Despite Japan crawling out of a severe year-long recession in 2009, its recovery remains fragile with deflation, high public debt, an ageing population and a strong yen all concerns for policymakers.
Pressure is on Prime Minister Naoto Kan, who has seen his approval ratings tumble as his government looks to boost the economy without deepening the debt amid a legislative impasse over a $1.1 trillion budget for next fiscal year.
Last month Standard & Poor's cut Japan's credit rating one notch to "AA-" from "AA", saying the government lacked a "coherent strategy" to ease a debt running near 200 percent of GDP, the highest of any developed nation.
Nearly a third of government spending is being swallowed up by a social security system catering to a rapidly greying society, Standard & Poor's warned, with that ratio set to rise without reforms as Japan continues to age.

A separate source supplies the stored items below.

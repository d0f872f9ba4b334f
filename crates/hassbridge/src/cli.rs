//! Clap derive structures for the `hassbridge` CLI.
//!
//! Defines the command tree, global flags, and shared value types.

use clap::{Args, Parser, Subcommand, ValueEnum};
use serde_json::Number;

// ── Top-Level CLI ────────────────────────────────────────────────────

/// hassbridge -- Home Assistant state and control from the command line
#[derive(Debug, Parser)]
#[command(
    name = "hassbridge",
    version,
    about = "Query and control a Home Assistant hub",
    long_about = "Bridge between a Home Assistant hub and tool-calling agents.\n\n\
        Entity state is mirrored from the hub's WebSocket subscription;\n\
        history and logbook queries go through the REST API.",
    propagate_version = true,
    subcommand_required = true,
    arg_required_else_help = true
)]
pub struct Cli {
    #[command(flatten)]
    pub global: GlobalOpts,

    #[command(subcommand)]
    pub command: Command,
}

// ── Global Options ───────────────────────────────────────────────────

#[derive(Debug, Args)]
pub struct GlobalOpts {
    /// Hub profile to use
    #[arg(long, short = 'p', env = "HASSBRIDGE_PROFILE", global = true)]
    pub profile: Option<String>,

    /// Hub URL (overrides profile)
    #[arg(long, env = "HASS_URL", global = true)]
    pub url: Option<String>,

    /// Long-lived access token (overrides profile and HASS_TOKEN)
    #[arg(long, global = true)]
    pub token: Option<String>,

    /// Output format [default: table, or the config's `defaults.output`]
    #[arg(long, short = 'o', env = "HASSBRIDGE_OUTPUT", global = true)]
    pub output: Option<OutputFormat>,

    /// Increase verbosity (-v, -vv, -vvv)
    #[arg(long, short = 'v', action = clap::ArgAction::Count, global = true)]
    pub verbose: u8,

    /// Suppress non-error output
    #[arg(long, short = 'q', global = true)]
    pub quiet: bool,

    /// Accept self-signed TLS certificates on the REST API
    #[arg(long, short = 'k', env = "HASSBRIDGE_INSECURE", global = true)]
    pub insecure: bool,

    /// Request timeout in seconds
    #[arg(long, env = "HASSBRIDGE_TIMEOUT", global = true)]
    pub timeout: Option<u64>,
}

// ── Output Enum ──────────────────────────────────────────────────────

#[derive(Debug, Clone, Copy, PartialEq, Eq, ValueEnum)]
pub enum OutputFormat {
    /// Pretty table (default, interactive)
    Table,
    /// Pretty-printed JSON
    Json,
    /// Compact single-line JSON
    JsonCompact,
    /// YAML
    Yaml,
    /// Plain text, one value per line (scripting)
    Plain,
}

// ── Top-Level Command Enum ───────────────────────────────────────────

#[derive(Debug, Subcommand)]
pub enum Command {
    /// Read cached entity state
    #[command(alias = "st")]
    States(StatesArgs),

    /// List areas from the area registry
    Areas(ListOnlyArgs),

    /// List devices from the device registry
    #[command(alias = "dev")]
    Devices(ListOnlyArgs),

    /// List entries from the entity registry
    #[command(alias = "ent")]
    Entities(EntitiesArgs),

    /// List available services
    #[command(alias = "svc")]
    Services(ServicesArgs),

    /// Switch single lights or every light in an area
    #[command(alias = "l")]
    Lights(LightsArgs),

    /// Call an arbitrary service
    Call(CallArgs),

    /// State history over a period (REST)
    History(HistoryArgs),

    /// Logbook entries over a period (REST)
    Logbook(LogbookArgs),

    /// List or invoke agent-facing tools
    Tools(ToolsArgs),

    /// Manage CLI configuration
    Config(ConfigArgs),

    /// Generate shell completions
    Completions(CompletionsArgs),
}

// ── States ───────────────────────────────────────────────────────────

#[derive(Debug, Args)]
pub struct StatesArgs {
    #[command(subcommand)]
    pub command: StatesCommand,
}

#[derive(Debug, Subcommand)]
pub enum StatesCommand {
    /// List every cached entity
    #[command(alias = "ls")]
    List {
        /// Only entities of this domain (e.g. `light`)
        #[arg(long, short = 'd')]
        domain: Option<String>,
    },

    /// Show one entity
    Get {
        /// Entity id, e.g. `light.kitchen`
        entity_id: String,
    },
}

// ── Registries ───────────────────────────────────────────────────────

#[derive(Debug, Args)]
pub struct ListOnlyArgs {
    #[command(subcommand)]
    pub command: ListCommand,
}

#[derive(Debug, Subcommand)]
pub enum ListCommand {
    /// List all entries
    #[command(alias = "ls")]
    List,
}

#[derive(Debug, Args)]
pub struct EntitiesArgs {
    #[command(subcommand)]
    pub command: EntitiesCommand,
}

#[derive(Debug, Subcommand)]
pub enum EntitiesCommand {
    /// List registry entries
    #[command(alias = "ls")]
    List {
        /// Only entities assigned directly to this area
        #[arg(long, short = 'a')]
        area: Option<String>,
    },
}

#[derive(Debug, Args)]
pub struct ServicesArgs {
    #[command(subcommand)]
    pub command: ServicesCommand,
}

#[derive(Debug, Subcommand)]
pub enum ServicesCommand {
    /// List services per domain
    #[command(alias = "ls")]
    List {
        /// Only services of this domain
        #[arg(long, short = 'd')]
        domain: Option<String>,
    },
}

// ── Lights ───────────────────────────────────────────────────────────

#[derive(Debug, Args)]
pub struct LightsArgs {
    #[command(subcommand)]
    pub command: LightsCommand,
}

#[derive(Debug, Subcommand)]
pub enum LightsCommand {
    /// Turn one light on
    On { entity_id: String },

    /// Turn one light off
    Off { entity_id: String },

    /// Turn on every light assigned to an area
    AreaOn {
        area_id: String,

        /// Brightness in percent (0-100)
        #[arg(long, short = 'b', value_parser = clap::value_parser!(u8).range(0..=100))]
        brightness: Option<u8>,

        /// Transition time in seconds
        #[arg(long, short = 't', value_parser = parse_transition)]
        transition: Option<Number>,

        /// Print the targeted lights without switching them
        #[arg(long)]
        dry_run: bool,
    },

    /// Turn off every light assigned to an area
    AreaOff {
        area_id: String,

        /// Transition time in seconds
        #[arg(long, short = 't', value_parser = parse_transition)]
        transition: Option<Number>,

        /// Print the targeted lights without switching them
        #[arg(long)]
        dry_run: bool,
    },
}

/// Seconds as a JSON number, so `5` stays an integer on the wire.
fn parse_transition(raw: &str) -> Result<Number, String> {
    let secs: Number = raw.trim().parse().map_err(|e| format!("{e}"))?;
    if secs.as_f64().is_some_and(|v| v >= 0.0) {
        Ok(secs)
    } else {
        Err("must be a non-negative number of seconds".into())
    }
}

// ── Service call ─────────────────────────────────────────────────────

#[derive(Debug, Args)]
pub struct CallArgs {
    /// Service domain, e.g. `switch`
    pub domain: String,

    /// Service name, e.g. `toggle`
    pub service: String,

    /// Service data as a JSON object
    #[arg(long, short = 'd')]
    pub data: Option<String>,
}

// ── History / logbook ────────────────────────────────────────────────

#[derive(Debug, Args)]
pub struct HistoryArgs {
    /// Start of the period (RFC 3339). Defaults to one day ago on the hub.
    #[arg(long)]
    pub since: Option<String>,

    /// End of the period (RFC 3339)
    #[arg(long)]
    pub end_time: Option<String>,

    /// Restrict to these entities (repeatable)
    #[arg(long = "entity", short = 'e')]
    pub entities: Vec<String>,

    /// Only state and timestamps for intermediate rows
    #[arg(long)]
    pub minimal: bool,

    /// Drop attributes from every row
    #[arg(long)]
    pub no_attributes: bool,

    /// Only significant state changes
    #[arg(long)]
    pub significant_only: bool,
}

#[derive(Debug, Args)]
pub struct LogbookArgs {
    /// Start of the period (RFC 3339)
    #[arg(long)]
    pub since: Option<String>,

    /// End of the period (RFC 3339)
    #[arg(long)]
    pub end_time: Option<String>,

    /// Restrict to one entity
    #[arg(long, short = 'e')]
    pub entity: Option<String>,
}

// ── Tools ────────────────────────────────────────────────────────────

#[derive(Debug, Args)]
pub struct ToolsArgs {
    #[command(subcommand)]
    pub command: ToolsCommand,
}

#[derive(Debug, Subcommand)]
pub enum ToolsCommand {
    /// List tool names and descriptions
    #[command(alias = "ls")]
    List,

    /// Validate input and invoke a tool, printing its JSON result
    Call {
        /// Tool name, e.g. `ha_get_state`
        name: String,

        /// Tool input as a JSON object
        #[arg(long, short = 'i')]
        input: Option<String>,
    },
}

// ── Config ───────────────────────────────────────────────────────────

#[derive(Debug, Args)]
pub struct ConfigArgs {
    #[command(subcommand)]
    pub command: ConfigCommand,
}

#[derive(Debug, Subcommand)]
pub enum ConfigCommand {
    /// Create or update a profile
    Init {
        /// Hub URL
        #[arg(long)]
        url: String,

        /// Environment variable to read the token from
        #[arg(long)]
        token_env: Option<String>,

        /// Store this token in plaintext
        #[arg(long, conflicts_with = "token_env")]
        plaintext_token: Option<String>,

        /// Make this profile the default
        #[arg(long)]
        set_default: bool,
    },

    /// Print the configuration with secrets masked
    Show,

    /// Print the configuration file path
    Path,
}

// ── Completions ──────────────────────────────────────────────────────

#[derive(Debug, Args)]
pub struct CompletionsArgs {
    /// Shell to generate completions for
    pub shell: clap_complete::Shell,
}

#[cfg(test)]
#[allow(clippy::unwrap_used)]
mod tests {
    use super::*;

    #[test]
    fn transition_keeps_integer_shape() {
        let secs = parse_transition("5").unwrap();
        assert!(secs.is_u64());
        assert_eq!(serde_json::to_string(&secs).unwrap(), "5");
        assert_eq!(parse_transition("2.5").unwrap().as_f64(), Some(2.5));
    }

    #[test]
    fn transition_rejects_negative_and_garbage() {
        assert!(parse_transition("-1").is_err());
        assert!(parse_transition("soon").is_err());
    }

    #[test]
    fn area_off_parses_transition() {
        let cli = Cli::try_parse_from(["hassbridge", "lights", "area-off", "living", "-t", "5"])
            .unwrap();
        let Command::Lights(args) = cli.command else {
            panic!("expected lights command");
        };
        assert!(matches!(
            args.command,
            LightsCommand::AreaOff { transition: Some(ref t), .. } if t.is_u64()
        ));
    }
}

Private consumption, accounting for about 60 percent of Japan's GDP, slid by 0.7 percent quarter-on-quarter in October-December as the car subsidies expired and cigarette sales were dented by Japan's biggest ever tobacco tax hike.
Exports slipped in the quarter as the yen surged to 15-year highs against the dollar, making Japanese goods more expensive overseas and eroding repatriated profits.
But many analysts expect the economy to rebound in the March quarter as the rising tide of global recovery lifts Japan, amid a recent pick-up in corporate spending and exports.
"The contraction will not last long," said Murakami. "Companies' manufacturing activities are recovering rapidly in January-March this year from their bottom in October 2010."
The government played down Japan's slide to third biggest economy and said it would benefit from having a booming neighbour.
"We welcome, as a neighbouring nation, that China's economy is advancing rapidly," said Kaoru Yosano, minister for fiscal policy.
The Bank of Japan is expected to leave its key rate near zero Tuesday in its ongoing battle with deflation.